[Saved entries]
BEGIN

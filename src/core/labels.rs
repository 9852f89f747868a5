//! 欺诈标签解析 - 外部服务查询，失败即降级为无标签

use std::collections::HashMap;
use std::sync::Mutex;
use std::time::{Duration, Instant};

use log::{debug, info, warn};
use once_cell::sync::Lazy;
use reqwest::blocking::Client;
use serde::{Deserialize, Serialize};
use thiserror::Error;

use super::config::ServiceConfig;

#[derive(Debug, Clone, PartialEq, Serialize, Deserialize)]
#[serde(rename_all = "camelCase")]
pub struct FraudLabel {
    pub id: i64,
    pub name: String,
    pub class_id: u32,
    #[serde(default)]
    pub color: Option<String>,
    #[serde(default, alias = "createAt")]
    pub created_at: Option<String>,
}

impl FraudLabel {
    fn new(id: i64, name: &str, class_id: u32, color: &str) -> Self {
        Self {
            id,
            name: name.to_string(),
            class_id,
            color: Some(color.to_string()),
            created_at: Some("2024-01-01".to_string()),
        }
    }
}

static DEFAULT_LABELS: Lazy<Vec<FraudLabel>> = Lazy::new(|| {
    vec![
        FraudLabel::new(1, "Fake Logo", 0, "#FF0000"),
        FraudLabel::new(2, "Altered Text", 1, "#FFA500"),
        FraudLabel::new(3, "Counterfeit Product", 2, "#FFFF00"),
        FraudLabel::new(4, "Manipulated Image", 3, "#00FF00"),
        FraudLabel::new(5, "Forged Document", 4, "#0000FF"),
        FraudLabel::new(6, "Suspicious Pattern", 5, "#800080"),
    ]
});

/// Best-effort class id -> fraud label lookup. Never fails; absence is a normal answer.
pub trait LabelResolver: Send + Sync {
    fn resolve(&self, class_id: u32) -> Option<FraudLabel>;
}

pub struct CatalogLabelResolver {
    by_class: HashMap<u32, FraudLabel>,
}

impl CatalogLabelResolver {
    pub fn new(labels: Vec<FraudLabel>) -> Self {
        Self {
            by_class: labels.into_iter().map(|l| (l.class_id, l)).collect(),
        }
    }

    pub fn with_defaults() -> Self {
        Self::new(DEFAULT_LABELS.clone())
    }

    pub fn empty() -> Self {
        Self::new(Vec::new())
    }
}

impl LabelResolver for CatalogLabelResolver {
    fn resolve(&self, class_id: u32) -> Option<FraudLabel> {
        self.by_class.get(&class_id).cloned()
    }
}

#[derive(Debug, Error)]
enum LabelError {
    #[error("HTTP request failed: {0}")]
    Http(#[from] reqwest::Error),
    #[error("Invalid label payload: {0}")]
    Json(#[from] serde_json::Error),
}

struct LabelCache {
    labels: HashMap<u32, FraudLabel>,
    /// Last fetch attempt, successful or not.
    checked_at: Option<Instant>,
}

/// Fetches the label table from the external label service and keeps it for `ttl`.
pub struct HttpLabelResolver {
    client: Client,
    base_url: String,
    api_key: Option<String>,
    ttl: Duration,
    cache: Mutex<LabelCache>,
}

impl HttpLabelResolver {
    pub fn new(base_url: &str, api_key: Option<String>, ttl: Duration, timeout: Duration) -> Self {
        let client = Client::builder()
            .timeout(timeout)
            .build()
            .unwrap_or_else(|e| {
                warn!("⚠️ Label client builder failed ({}), using defaults", e);
                Client::new()
            });
        Self {
            client,
            base_url: base_url.trim_end_matches('/').to_string(),
            api_key,
            ttl,
            cache: Mutex::new(LabelCache {
                labels: HashMap::new(),
                checked_at: None,
            }),
        }
    }

    fn fetch_labels(&self) -> Result<Vec<FraudLabel>, LabelError> {
        let mut request = self.client.get(format!("{}/fraud-labels", self.base_url));
        if let Some(key) = &self.api_key {
            request = request.bearer_auth(key);
        }
        let body = request.send()?.error_for_status()?.text()?;
        parse_labels(&body)
    }

    fn is_fresh(&self, cache: &LabelCache) -> bool {
        cache
            .checked_at
            .map(|at| at.elapsed() < self.ttl)
            .unwrap_or(false)
    }
}

impl LabelResolver for HttpLabelResolver {
    fn resolve(&self, class_id: u32) -> Option<FraudLabel> {
        let mut cache = match self.cache.lock() {
            Ok(guard) => guard,
            Err(poisoned) => poisoned.into_inner(),
        };

        if !self.is_fresh(&cache) {
            match self.fetch_labels() {
                Ok(labels) => {
                    debug!("Fetched {} fraud labels from {}", labels.len(), self.base_url);
                    cache.labels = labels.into_iter().map(|l| (l.class_id, l)).collect();
                }
                Err(e) => {
                    // stale entries stay; no retry until the ttl runs out
                    warn!("⚠️ Fraud label lookup failed: {}", e);
                }
            }
            cache.checked_at = Some(Instant::now());
        }

        cache.labels.get(&class_id).cloned()
    }
}

fn parse_labels(body: &str) -> Result<Vec<FraudLabel>, LabelError> {
    Ok(serde_json::from_str(body)?)
}

pub fn resolver_from_config(config: &ServiceConfig) -> Box<dyn LabelResolver> {
    match &config.label_service_url {
        Some(url) => {
            info!("🏷️ Using fraud label service at {}", url);
            Box::new(HttpLabelResolver::new(
                url,
                config.label_api_key.clone(),
                Duration::from_secs(config.label_cache_ttl_secs),
                Duration::from_secs(config.label_timeout_secs),
            ))
        }
        None => {
            info!("🏷️ No label service configured, using built-in catalogue");
            Box::new(CatalogLabelResolver::with_defaults())
        }
    }
}
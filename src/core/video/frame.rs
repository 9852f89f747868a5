use std::time::Duration;

use image::RgbImage;

use crate::core::error::{ScanError, ScanResult};

/// 解码后的视频帧
#[derive(Debug, Clone)]
pub struct Frame {
    pub width: u32,
    pub height: u32,
    pub data: Vec<u8>, // RGBA
    pub timestamp: Duration,
    /// 1-based position in the stream
    pub frame_number: u64,
}

impl Frame {
    pub fn new(
        width: u32,
        height: u32,
        data: Vec<u8>,
        timestamp_ms: u64,
        frame_number: u64,
    ) -> Self {
        Self {
            width,
            height,
            data,
            timestamp: Duration::from_millis(timestamp_ms),
            frame_number,
        }
    }

    pub fn pixel_count(&self) -> usize {
        self.width as usize * self.height as usize
    }

    pub fn to_rgb(&self) -> Vec<u8> {
        let mut rgb = Vec::with_capacity(self.pixel_count() * 3);
        for chunk in self.data.chunks_exact(4) {
            rgb.extend_from_slice(&chunk[..3]);
        }
        rgb
    }

    pub fn to_rgb_image(&self) -> ScanResult<RgbImage> {
        RgbImage::from_raw(self.width, self.height, self.to_rgb()).ok_or_else(|| {
            ScanError::FrameDecode(format!(
                "frame {} has {} bytes, expected {}x{} RGBA",
                self.frame_number,
                self.data.len(),
                self.width,
                self.height
            ))
        })
    }
}

/// 宿主解码器传入的 I420 原始帧
#[derive(Debug)]
pub struct RawFrame {
    pub width: u32,
    pub height: u32,
    pub y_plane: Vec<u8>,
    pub u_plane: Vec<u8>,
    pub v_plane: Vec<u8>,
    pub timestamp_ms: u64,
    pub frame_number: u64,
}

impl RawFrame {
    pub fn to_rgba(&self) -> ScanResult<Frame> {
        let w = self.width as usize;
        let h = self.height as usize;
        let chroma = w.div_ceil(2) * h.div_ceil(2);
        if self.y_plane.len() < w * h || self.u_plane.len() < chroma || self.v_plane.len() < chroma
        {
            return Err(ScanError::FrameDecode(format!(
                "raw frame {} planes too short for {}x{}",
                self.frame_number, self.width, self.height
            )));
        }

        let mut rgba = vec![0u8; w * h * 4];
        for y in 0..h {
            for x in 0..w {
                let y_idx = y * w + x;
                let uv_idx = (y / 2) * w.div_ceil(2) + x / 2;

                let luma = self.y_plane[y_idx] as f32;
                let u = self.u_plane[uv_idx] as f32 - 128.0;
                let v = self.v_plane[uv_idx] as f32 - 128.0;

                let out = y_idx * 4;
                rgba[out] = (luma + 1.402 * v).clamp(0.0, 255.0) as u8;
                rgba[out + 1] = (luma - 0.344136 * u - 0.714136 * v).clamp(0.0, 255.0) as u8;
                rgba[out + 2] = (luma + 1.772 * u).clamp(0.0, 255.0) as u8;
                rgba[out + 3] = 255;
            }
        }

        Ok(Frame::new(
            self.width,
            self.height,
            rgba,
            self.timestamp_ms,
            self.frame_number,
        ))
    }
}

END

## EXERCISE INSTRUCTIONS:
Retype the portion of the data above that starts on the line with "fn parse_labels(body: &str)" and finishes on the line with "No label service", including both of those lines.

## RESPONSE:
fn parse_labels(body: &str) -> Result<Vec<FraudLabel>, LabelError> {
    Ok(serde_json::from_str(body)?)
}

pub fn resolver_from_config(config: &ServiceConfig) -> Box<dyn LabelResolver> {
    match &config.label_service_url {
        Some(url) => {
            info!("🏷️ Using fraud label service at {}", url);
            Box::new(HttpLabelResolver::new(
                url,
                config.label_api_key.clone(),
                Duration::from_secs(config.label_cache_ttl_secs),
                Duration::from_secs(config.label_timeout_secs),
            ))
        }
        None => {
            info!("🏷️ No label service configured, using built-in catalogue");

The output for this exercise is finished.